Solve the inequality and graph the solution. $$ 2 x+7<3 \text { or } 5 x+5 \geq 10 $$

Short answer

The solution to the inequalities are \(x < -2\) or \(x \geq 1\).

Step-by-step solution

Solve the first inequality

Start by rearranging the first inequality, \(2x + 7 < 3\), to solve for \(x\). To do this, first subtract 7 from both sides of the inequality to get \(2x < -4\). Then, divide both sides by 2 to solve for \(x\), which gives you \(x < -2\). That's the solution for the first inequality.
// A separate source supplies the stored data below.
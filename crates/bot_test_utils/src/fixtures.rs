//! Test fixtures and helpers.
//!
//! Pre-built bases and unit configurations for consistent testing.

use bot_core::math::{Position, TilePosition};
use bot_core::unit_kind::UnitKind;
use bot_core::world::{Owner, PlayerState, UnitId, UnitView};

use crate::mock_world::{footprint_center, MockWorld};

/// Home tile used by [`standard_base`].
pub const HOME: TilePosition = TilePosition::new(40, 40);

/// Ids of the units created by [`standard_base`].
#[derive(Debug, Clone, PartialEq, Eq)]
pub struct BaseIds {
    /// The resource depot.
    pub depot: UnitId,
    /// Mineral fields, in id order.
    pub minerals: Vec<UnitId>,
    /// The geyser.
    pub geyser: UnitId,
    /// Workers, in id order.
    pub workers: Vec<UnitId>,
}

/// Economy with the given stock and plenty of supply.
#[must_use]
pub fn player(minerals: i32, gas: i32) -> PlayerState {
    PlayerState {
        minerals,
        gas,
        supply_used: 4,
        supply_total: 40,
        start_location: HOME,
    }
}

/// A completed own unit.
#[must_use]
pub fn own(id: UnitId, kind: UnitKind, position: Position) -> UnitView {
    UnitView::new(id, kind, Owner::Own, position)
}

/// A completed hostile unit.
#[must_use]
pub fn enemy(id: UnitId, kind: UnitKind, position: Position) -> UnitView {
    UnitView::new(id, kind, Owner::Enemy, position)
}

/// A mineral field at a pixel position.
#[must_use]
pub fn mineral(id: UnitId, position: Position) -> UnitView {
    UnitView::new(id, UnitKind::MineralField, Owner::Neutral, position)
}

/// An own structure whose footprint starts at `tile`.
#[must_use]
pub fn structure(id: UnitId, kind: UnitKind, tile: TilePosition) -> UnitView {
    own(id, kind, footprint_center(kind, tile))
}

/// The same unit, still under construction or in training.
#[must_use]
pub fn incomplete(mut unit: UnitView) -> UnitView {
    unit.is_completed = false;
    unit
}

/// A Protoss start: Nexus at [`HOME`], a mineral line of `mineral_count`
/// fields to its left, one geyser above and `worker_count` idle Probes.
pub fn standard_base(world: &mut MockWorld, mineral_count: usize, worker_count: usize) -> BaseIds {
    let depot = world.spawn_at_tile(UnitKind::Nexus, Owner::Own, HOME);
    let minerals = (0..mineral_count)
        .map(|i| {
            let row = i32::try_from(i).unwrap_or(0);
            world.spawn_at_tile(
                UnitKind::MineralField,
                Owner::Neutral,
                HOME.offset(-6, row - 2),
            )
        })
        .collect();
    let geyser = world.spawn_at_tile(UnitKind::VespeneGeyser, Owner::Neutral, HOME.offset(0, -6));
    let depot_center = footprint_center(UnitKind::Nexus, HOME);
    let workers = (0..worker_count)
        .map(|i| {
            let dx = i32::try_from(i).unwrap_or(0) * 8;
            world.spawn(
                UnitKind::Probe,
                Owner::Own,
                Position::new(depot_center.x - 80 + dx, depot_center.y + 64),
            )
        })
        .collect();

    if world.player == PlayerState::default() {
        world.player = player(50, 0);
    }
    BaseIds {
        depot,
        minerals,
        geyser,
        workers,
    }
}
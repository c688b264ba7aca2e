//! Headless engine runner.
//!
//! This binary plays the engine against the sandbox world, writing one JSON
//! line per frame to stdout. Designed for CI runs and replay verification.
//!
//! # Usage
//!
//! ```bash
//! # Built-in opening scenario
//! cargo run -p bot_headless -- run
//!
//! # Custom scenario, engine config and objective
//! cargo run -p bot_headless -- run --scenario opening.ron --config bot.ron --objective 3200,3200
//!
//! # Record, then verify
//! cargo run -p bot_headless -- run --record opening.replay
//! cargo run -p bot_headless -- replay --file opening.replay
//! ```

use std::io::{self, BufWriter, Write};
use std::path::PathBuf;

use clap::{Parser, Subcommand};
use tracing_subscriber::{layer::SubscriberExt, util::SubscriberInitExt, EnvFilter};

use bot_core::config::EngineConfig;
use bot_core::math::Position;
use bot_headless::{CommandLog, HeadlessRunner, Result, Scenario};

#[derive(Parser)]
#[command(name = "bot_headless")]
#[command(about = "Headless runner for the frame-driven bot engine")]
#[command(version)]
struct Cli {
    /// Enable verbose logging to stderr
    #[arg(short, long, global = true)]
    verbose: bool,

    #[command(subcommand)]
    command: Option<Commands>,
}

#[derive(Subcommand)]
enum Commands {
    /// Play a scenario
    Run {
        /// Scenario file (RON); the built-in opening when omitted
        #[arg(short, long)]
        scenario: Option<PathBuf>,

        /// Frames to play; the scenario's limit when omitted
        #[arg(short, long)]
        frames: Option<u32>,

        /// Army objective as X,Y in pixels, overriding the scenario
        #[arg(long, value_parser = parse_position)]
        objective: Option<Position>,

        /// Engine configuration file (RON)
        #[arg(short, long)]
        config: Option<PathBuf>,

        /// Write the command log to this file
        #[arg(long)]
        record: Option<PathBuf>,

        /// Print only the final summary
        #[arg(long)]
        summary_only: bool,
    },

    /// Replay a recorded command log and check it is reproduced
    Replay {
        /// Replay file path
        #[arg(short, long)]
        file: PathBuf,

        /// Scenario the log was recorded on; the built-in opening when omitted
        #[arg(short, long)]
        scenario: Option<PathBuf>,

        /// Engine configuration file (RON)
        #[arg(short, long)]
        config: Option<PathBuf>,
    },
}

fn parse_position(s: &str) -> std::result::Result<Position, String> {
    let (x, y) = s
        .split_once(',')
        .ok_or_else(|| format!("expected X,Y, got '{s}'"))?;
    let x = x.trim().parse().map_err(|e| format!("bad X '{x}': {e}"))?;
    let y = y.trim().parse().map_err(|e| format!("bad Y '{y}': {e}"))?;
    Ok(Position::new(x, y))
}

fn main() {
    let cli = Cli::parse();

    // Logs go to stderr, stdout is for JSON
    let filter = if cli.verbose {
        EnvFilter::new("debug")
    } else {
        EnvFilter::try_from_default_env().unwrap_or_else(|_| EnvFilter::new("info"))
    };
    tracing_subscriber::registry()
        .with(
            tracing_subscriber::fmt::layer()
                .with_writer(io::stderr)
                .with_ansi(true),
        )
        .with(filter)
        .init();

    let result = match cli.command {
        Some(Commands::Run {
            scenario,
            frames,
            objective,
            config,
            record,
            summary_only,
        }) => cmd_run(scenario, frames, objective, config, record, summary_only),
        Some(Commands::Replay {
            file,
            scenario,
            config,
        }) => cmd_replay(file, scenario, config),
        None => cmd_run(None, None, None, None, None, false),
    };

    if let Err(err) = result {
        tracing::error!(%err, "Headless run failed");
        eprintln!("Error: {err}");
        std::process::exit(1);
    }
}

fn load_scenario(path: Option<PathBuf>) -> Result<Scenario> {
    match path {
        Some(path) => Ok(Scenario::load(path)?),
        None => Ok(Scenario::default_opening()),
    }
}

fn load_config(path: Option<PathBuf>) -> Result<EngineConfig> {
    match path {
        Some(path) => Ok(EngineConfig::load(path)?),
        None => Ok(EngineConfig::default()),
    }
}

/// Play a scenario, streaming frames to stdout.
fn cmd_run(
    scenario: Option<PathBuf>,
    frames: Option<u32>,
    objective: Option<Position>,
    config: Option<PathBuf>,
    record: Option<PathBuf>,
    summary_only: bool,
) -> Result<()> {
    let mut scenario = load_scenario(scenario)?;
    if objective.is_some() {
        scenario.objective = objective;
    }
    let frames = frames.unwrap_or(scenario.max_frames);
    let config = load_config(config)?;

    tracing::info!(scenario = %scenario.name, frames, "Starting run");
    let mut runner = HeadlessRunner::new(scenario, config);

    let stdout = io::stdout();
    let mut out = BufWriter::new(stdout.lock());
    if summary_only {
        runner.run(frames, &mut io::sink())?;
    } else {
        runner.run(frames, &mut out)?;
    }
    let report = runner.finish();
    serde_json::to_writer(&mut out, &report)?;
    out.write_all(b"\n")?;
    out.flush()?;

    if let Some(path) = record {
        runner.log().save(&path)?;
        tracing::info!(
            path = %path.display(),
            commands = runner.log().command_count(),
            "Command log saved"
        );
    }
    Ok(())
}

/// Re-run a recorded game and compare command streams.
fn cmd_replay(file: PathBuf, scenario: Option<PathBuf>, config: Option<PathBuf>) -> Result<()> {
    tracing::info!("Verifying replay: {}", file.display());
    let log = CommandLog::load(&file)?;

    eprintln!("Loaded replay:");
    eprintln!("  Scenario: {}", log.scenario);
    eprintln!("  Commands: {}", log.command_count());
    eprintln!("  Duration: {} frames", log.duration);

    let scenario = load_scenario(scenario)?;
    let check = log.verify(&scenario, load_config(config)?)?;
    match check.first_divergence {
        None => {
            eprintln!("✓ Replay verified: {} frames reproduced", check.frames);
            Ok(())
        }
        Some(frame) => {
            eprintln!("✗ Replay diverged at frame {frame}");
            std::process::exit(1);
        }
    }
}
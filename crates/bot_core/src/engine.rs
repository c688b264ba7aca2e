//! Engine facade.
//!
//! [`Engine`] owns every piece of decision state and runs the components in a
//! fixed order once per frame: build order scheduler, worker allocator,
//! combat commander. The adapter that receives the game's callbacks drives it
//! through [`BotEvents`].
//!
//! Adapters that deliver callbacks from several threads wrap the engine in a
//! [`SharedEngine`]. A frame that arrives while another one is still being
//! processed is dropped, never interleaved.

use std::path::Path;
use std::sync::{Arc, Mutex, MutexGuard, PoisonError, TryLockError};

use serde::{Deserialize, Serialize};
use tracing::{debug, info, warn};

use crate::assignments::AssignmentTable;
use crate::build_order::{BuildScheduler, SchedulerStatus};
use crate::combat::{CombatCommander, CombatReport};
use crate::config::EngineConfig;
use crate::math::Position;
use crate::unit_kind::UnitKind;
use crate::workers::{AllocationReport, WorkerAllocator};
use crate::world::{GameWorld, Snapshot, UnitId};

/// Game lifecycle callbacks, one method per event.
pub trait BotEvents {
    /// A new game started.
    fn on_start(&mut self);

    /// One simulation frame. Runs synchronously to completion.
    fn on_frame<W: GameWorld + ?Sized>(&mut self, world: &mut W) -> FrameReport;

    /// A unit left the game.
    fn on_unit_destroyed(&mut self, unit: UnitId);

    /// The game ended.
    fn on_end(&mut self, is_winner: bool);
}

/// Values written by the player-facing layer.
#[derive(Debug, Clone, Copy, PartialEq, Eq, Default, Serialize, Deserialize)]
pub struct Directives {
    /// Where the army should go. `None` leaves combat units alone.
    pub objective: Option<Position>,
    /// One-shot viewport request, cleared once applied.
    pub camera_request: Option<Position>,
}

/// Everything one frame decided.
#[derive(Debug, Clone, PartialEq, Eq)]
pub struct FrameReport {
    /// Frame number.
    pub frame: u32,
    /// Scheduler outcome.
    pub scheduler: SchedulerStatus,
    /// Worker allocation outcome.
    pub workers: AllocationReport,
    /// Combat outcome.
    pub combat: CombatReport,
    /// Where the camera was moved, if it was.
    pub camera: Option<Position>,
}

/// Read-only view of the engine for status displays.
#[derive(Debug, Clone, PartialEq, Eq, Default, Serialize, Deserialize)]
pub struct EngineStatus {
    /// Last processed frame.
    pub frame: Option<u32>,
    /// Scheduler status text.
    pub scheduler: String,
    /// Queue head.
    pub next: Option<UnitKind>,
    /// Queue length.
    pub queued: usize,
    /// Structure the scheduler is waiting on.
    pub pending: Option<UnitKind>,
}

impl EngineStatus {
    /// Lines shown on screen.
    #[must_use]
    pub fn lines(&self) -> Vec<String> {
        let mut lines = vec![format!("Build: {}", self.scheduler)];
        if let Some(next) = self.next {
            lines.push(format!("Next: {next} ({} queued)", self.queued));
        }
        lines
    }
}

/// What happened to a frame handed to a [`SharedEngine`].
#[derive(Debug, Clone, PartialEq, Eq)]
pub enum TickOutcome {
    /// The frame ran to completion.
    Completed(FrameReport),
    /// Another frame was still running; this one was skipped.
    Dropped,
}

/// The decision engine.
#[derive(Debug, Clone)]
pub struct Engine {
    config: EngineConfig,
    scheduler: BuildScheduler,
    workers: WorkerAllocator,
    combat: CombatCommander,
    assignments: AssignmentTable,
    directives: Directives,
    status: EngineStatus,
}

impl Default for Engine {
    fn default() -> Self {
        Self::new(EngineConfig::default())
    }
}

impl Engine {
    /// Create an engine from a configuration.
    #[must_use]
    pub fn new(config: EngineConfig) -> Self {
        Self {
            scheduler: BuildScheduler::new(
                config.opening.iter().copied(),
                config.scheduler.clone(),
                config.placement.clone(),
            ),
            workers: WorkerAllocator::new(config.workers.clone()),
            combat: CombatCommander::new(config.combat.clone()),
            assignments: AssignmentTable::new(),
            directives: Directives::default(),
            status: EngineStatus::default(),
            config,
        }
    }

    /// Create an engine from a RON configuration file.
    pub fn from_config_file<P: AsRef<Path>>(path: P) -> crate::Result<Self> {
        Ok(Self::new(EngineConfig::load(path)?))
    }

    /// Active configuration.
    #[must_use]
    pub fn config(&self) -> &EngineConfig {
        &self.config
    }

    /// Point the army at a location, or stand it down with `None`.
    pub fn set_objective(&mut self, objective: Option<Position>) {
        self.directives.objective = objective;
    }

    /// Ask for the viewport to be centered on `position` next frame.
    pub fn request_camera(&mut self, position: Position) {
        self.directives.camera_request = Some(position);
    }

    /// Current directives.
    #[must_use]
    pub fn directives(&self) -> Directives {
        self.directives
    }

    /// Status after the last frame.
    #[must_use]
    pub fn status(&self) -> &EngineStatus {
        &self.status
    }

    /// Build queue, head first.
    #[must_use]
    pub fn queue(&self) -> Vec<UnitKind> {
        self.scheduler.queue().iter().copied().collect()
    }

    /// The scheduler.
    #[must_use]
    pub fn scheduler(&self) -> &BuildScheduler {
        &self.scheduler
    }

    /// Resource assignments.
    #[must_use]
    pub fn assignments(&self) -> &AssignmentTable {
        &self.assignments
    }

    /// Combat commander.
    #[must_use]
    pub fn combat(&self) -> &CombatCommander {
        &self.combat
    }

    fn reset(&mut self) {
        self.scheduler.reset(self.config.opening.iter().copied());
        self.assignments.clear();
        self.combat.clear();
        self.status = EngineStatus::default();
    }

    fn publish_status(&mut self, frame: u32) {
        self.status = EngineStatus {
            frame: Some(frame),
            scheduler: self.scheduler.status().to_string(),
            next: self.scheduler.queue().front().copied(),
            queued: self.scheduler.queue().len(),
            pending: self.scheduler.pending().map(|p| p.kind),
        };
    }
}

impl BotEvents for Engine {
    fn on_start(&mut self) {
        self.reset();
        info!(opening = self.config.opening.len(), "Game started");
    }

    fn on_frame<W: GameWorld + ?Sized>(&mut self, world: &mut W) -> FrameReport {
        let snapshot = Snapshot::capture(&*world);
        let dead = self.assignments.prune_dead(&snapshot);
        if !dead.is_empty() {
            debug!(frame = snapshot.frame, ?dead, "Pruned assignments");
        }

        let scheduler = self
            .scheduler
            .tick(world, &snapshot, &mut self.assignments)
            .clone();
        let workers = self.workers.update(&snapshot, &mut self.assignments, world);
        let combat = self.combat.update(
            &snapshot,
            self.directives.objective,
            &mut self.assignments,
            world,
        );
        let camera = self
            .combat
            .recenter_camera(&mut self.directives.camera_request, world);

        self.publish_status(snapshot.frame);
        for line in self.status.lines() {
            world.draw_status(&line);
        }

        FrameReport {
            frame: snapshot.frame,
            scheduler,
            workers,
            combat,
            camera,
        }
    }

    fn on_unit_destroyed(&mut self, unit: UnitId) {
        self.assignments.remove(unit);
        let orphaned = self.assignments.retain(|_, a| a.target != Some(unit));
        self.combat.forget(unit);
        debug!(unit, orphaned = orphaned.len(), "Unit destroyed");
    }

    fn on_end(&mut self, is_winner: bool) {
        info!(
            is_winner,
            queued = self.scheduler.queue().len(),
            "Game ended"
        );
        self.reset();
    }
}

/// Thread-safe handle to an [`Engine`].
///
/// Frames use `try_lock` on the engine; directives live behind their own lock
/// so the player-facing layer never waits on a running frame.
#[derive(Debug, Clone)]
pub struct SharedEngine {
    engine: Arc<Mutex<Engine>>,
    directives: Arc<Mutex<Directives>>,
}

impl SharedEngine {
    /// Wrap an engine.
    #[must_use]
    pub fn new(engine: Engine) -> Self {
        let directives = engine.directives();
        Self {
            engine: Arc::new(Mutex::new(engine)),
            directives: Arc::new(Mutex::new(directives)),
        }
    }

    /// Run one frame unless another is in progress.
    pub fn tick<W: GameWorld + ?Sized>(&self, world: &mut W) -> TickOutcome {
        let mut engine = match self.engine.try_lock() {
            Ok(guard) => guard,
            Err(TryLockError::WouldBlock) => {
                warn!("Frame arrived while another was running, dropped");
                return TickOutcome::Dropped;
            }
            Err(TryLockError::Poisoned(poisoned)) => poisoned.into_inner(),
        };

        {
            let mut directives = self.lock_directives();
            engine.directives.objective = directives.objective;
            if let Some(position) = directives.camera_request.take() {
                engine.directives.camera_request = Some(position);
            }
        }

        TickOutcome::Completed(engine.on_frame(world))
    }

    /// See [`BotEvents::on_start`].
    pub fn start(&self) {
        self.lock_engine().on_start();
    }

    /// See [`BotEvents::on_unit_destroyed`].
    pub fn unit_destroyed(&self, unit: UnitId) {
        self.lock_engine().on_unit_destroyed(unit);
    }

    /// See [`BotEvents::on_end`].
    pub fn end(&self, is_winner: bool) {
        self.lock_engine().on_end(is_winner);
    }

    /// Set the army objective.
    pub fn set_objective(&self, objective: Option<Position>) {
        self.lock_directives().objective = objective;
    }

    /// Queue a one-shot camera move.
    pub fn request_camera(&self, position: Position) {
        self.lock_directives().camera_request = Some(position);
    }

    /// Status after the last completed frame.
    #[must_use]
    pub fn status(&self) -> EngineStatus {
        self.lock_engine().status().clone()
    }

    /// Build queue, head first.
    #[must_use]
    pub fn queue(&self) -> Vec<UnitKind> {
        self.lock_engine().queue()
    }

    fn lock_engine(&self) -> MutexGuard<'_, Engine> {
        self.engine
            .lock()
            .unwrap_or_else(PoisonError::into_inner)
    }

    fn lock_directives(&self) -> MutexGuard<'_, Directives> {
        self.directives
            .lock()
            .unwrap_or_else(PoisonError::into_inner)
    }
}
impl CommandSink for SandboxWorld {
    fn issue(&mut self, command: UnitCommand) -> Result<(), CommandError> {
        self.check(command)?;
        self.apply(command);
        self.issued.push(command);
        Ok(())
    }

    fn set_screen_position(&mut self, position: Position) {
        self.screen = Some(position);
    }

    fn draw_status(&mut self, line: &str) {
        self.status.push(line.to_string());
    }
}
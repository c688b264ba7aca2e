//! # Bot Test Utilities
//!
//! Shared testing utilities for all crates:
//! - Recording mock world
//! - Determinism test harness
//! - Fixture helpers
//! - Property-based testing strategies

#![forbid(unsafe_code)]
#![warn(missing_docs)]

pub mod determinism;
pub mod fixtures;
pub mod mock_world;
pub mod strategies;

pub use mock_world::{MockWorld, Rejections};

/// Re-export proptest for convenience.
pub use proptest;
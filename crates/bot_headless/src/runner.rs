//! Headless runner implementation.
//!
//! Drives an [`Engine`] against a [`SandboxWorld`] one frame at a time, the
//! way a game adapter would: destroyed units are forwarded first, then the
//! frame callback runs, then the world advances. Each frame is written as one
//! JSON line.

use std::collections::BTreeMap;
use std::io::Write;

use serde::{Deserialize, Serialize};
use tracing::info;

use bot_core::config::EngineConfig;
use bot_core::engine::{BotEvents, Engine};
use bot_core::unit_kind::UnitKind;
use bot_core::world::{Owner, UnitCommand, UnitId, WorldView};

use crate::error::Result;
use crate::replay::CommandLog;
use crate::sandbox::SandboxWorld;
use crate::scenario::Scenario;

/// One output line.
#[derive(Debug, Clone, PartialEq, Eq, Serialize, Deserialize)]
pub struct FrameRecord {
    /// Frame number.
    pub frame: u32,
    /// Status lines the engine drew.
    pub status: Vec<String>,
    /// Units removed before the frame ran.
    pub destroyed: Vec<UnitId>,
    /// Commands the world accepted.
    pub commands: Vec<UnitCommand>,
}

/// Summary of a finished run.
#[derive(Debug, Clone, PartialEq, Eq, Serialize, Deserialize)]
pub struct RunReport {
    /// Scenario name.
    pub scenario: String,
    /// Frames played.
    pub frames: u32,
    /// Final mineral stock.
    pub minerals: i32,
    /// Final gas stock.
    pub gas: i32,
    /// Minerals harvested over the run.
    pub gathered_minerals: i64,
    /// Gas harvested over the run.
    pub gathered_gas: i64,
    /// Live own units per kind.
    pub own_units: BTreeMap<UnitKind, usize>,
    /// Enemy units still alive.
    pub hostile_remaining: usize,
    /// Commands issued over the run.
    pub commands: usize,
    /// Build queue at the end, head first.
    pub queue: Vec<UnitKind>,
    /// Last status lines.
    pub status: Vec<String>,
}

/// Engine plus sandbox plus the command log of the run.
#[derive(Debug, Clone)]
pub struct HeadlessRunner {
    scenario: Scenario,
    engine: Engine,
    world: SandboxWorld,
    log: CommandLog,
    frames: u32,
}

impl HeadlessRunner {
    /// Set up a scenario and start the game.
    #[must_use]
    pub fn new(scenario: Scenario, config: EngineConfig) -> Self {
        let mut engine = Engine::new(config);
        engine.set_objective(scenario.objective);
        engine.on_start();
        let world = SandboxWorld::from_scenario(&scenario);
        if let Some(objective) = scenario.objective {
            engine.request_camera(objective);
        }
        Self {
            log: CommandLog::new(scenario.name.clone()),
            scenario,
            engine,
            world,
            frames: 0,
        }
    }

    /// The engine.
    #[must_use]
    pub fn engine(&self) -> &Engine {
        &self.engine
    }

    /// The sandbox.
    #[must_use]
    pub fn world(&self) -> &SandboxWorld {
        &self.world
    }

    /// Commands recorded so far.
    #[must_use]
    pub fn log(&self) -> &CommandLog {
        &self.log
    }

    /// Play one frame.
    pub fn step(&mut self) -> FrameRecord {
        let destroyed = self.world.take_destroyed();
        for unit in &destroyed {
            self.engine.on_unit_destroyed(*unit);
        }

        let report = self.engine.on_frame(&mut self.world);
        let record = FrameRecord {
            frame: report.frame,
            status: self.world.status_lines().to_vec(),
            destroyed,
            commands: self.world.take_issued(),
        };
        self.log.record(record.frame, record.commands.clone());
        self.world.step();
        self.frames += 1;
        record
    }

    /// Play `frames` frames, writing one JSON line per frame to `out`.
    pub fn run<W: Write>(&mut self, frames: u32, out: &mut W) -> Result<RunReport> {
        for _ in 0..frames {
            let record = self.step();
            serde_json::to_writer(&mut *out, &record)?;
            out.write_all(b"\n")?;
        }
        out.flush()?;

        let report = self.report();
        info!(
            scenario = %report.scenario,
            frames = report.frames,
            minerals = report.gathered_minerals,
            commands = report.commands,
            "Run finished"
        );
        Ok(report)
    }

    /// End the game, resetting the engine.
    pub fn finish(&mut self) -> RunReport {
        let report = self.report();
        self.engine.on_end(report.hostile_remaining == 0);
        report
    }

    /// Summary of the run so far.
    #[must_use]
    pub fn report(&self) -> RunReport {
        let mut own_units = BTreeMap::new();
        for unit in self.world.units_of(Owner::Own) {
            *own_units.entry(unit.kind).or_insert(0) += 1;
        }
        let (gathered_minerals, gathered_gas) = self.world.gathered();
        let player = self.world.player();

        RunReport {
            scenario: self.scenario.name.clone(),
            frames: self.frames,
            minerals: player.minerals,
            gas: player.gas,
            gathered_minerals,
            gathered_gas,
            own_units,
            hostile_remaining: self.world.units_of(Owner::Enemy).count(),
            commands: self.log.command_count(),
            queue: self.engine.queue(),
            status: self.engine.status().lines(),
        }
    }
}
Solve the second inequality

Next, solve the second inequality, \(5x + 5 \geq 10\). First, subtract 5 from both sides of the inequality, which gives you \(5x \geq 5\). Then, divide both sides by 5 to solve for \(x\), giving \(x \geq 1\). That's the solution for the second inequality.

Graph the solution

To graph the solution, start by marking the solutions for each inequality on the number line. For \(x < -2\), plot an open circle at -2 and draw a line extending to the left to represent all numbers less than -2. For \(x \geq 1\), plot a closed circle at 1, and draw a line extending to the right to represent all numbers greater than or equal to 1. Since the problem statement said 'or', the solution to the original problem is the union of the two solutions, meaning any number that is part of either solution set is a solution.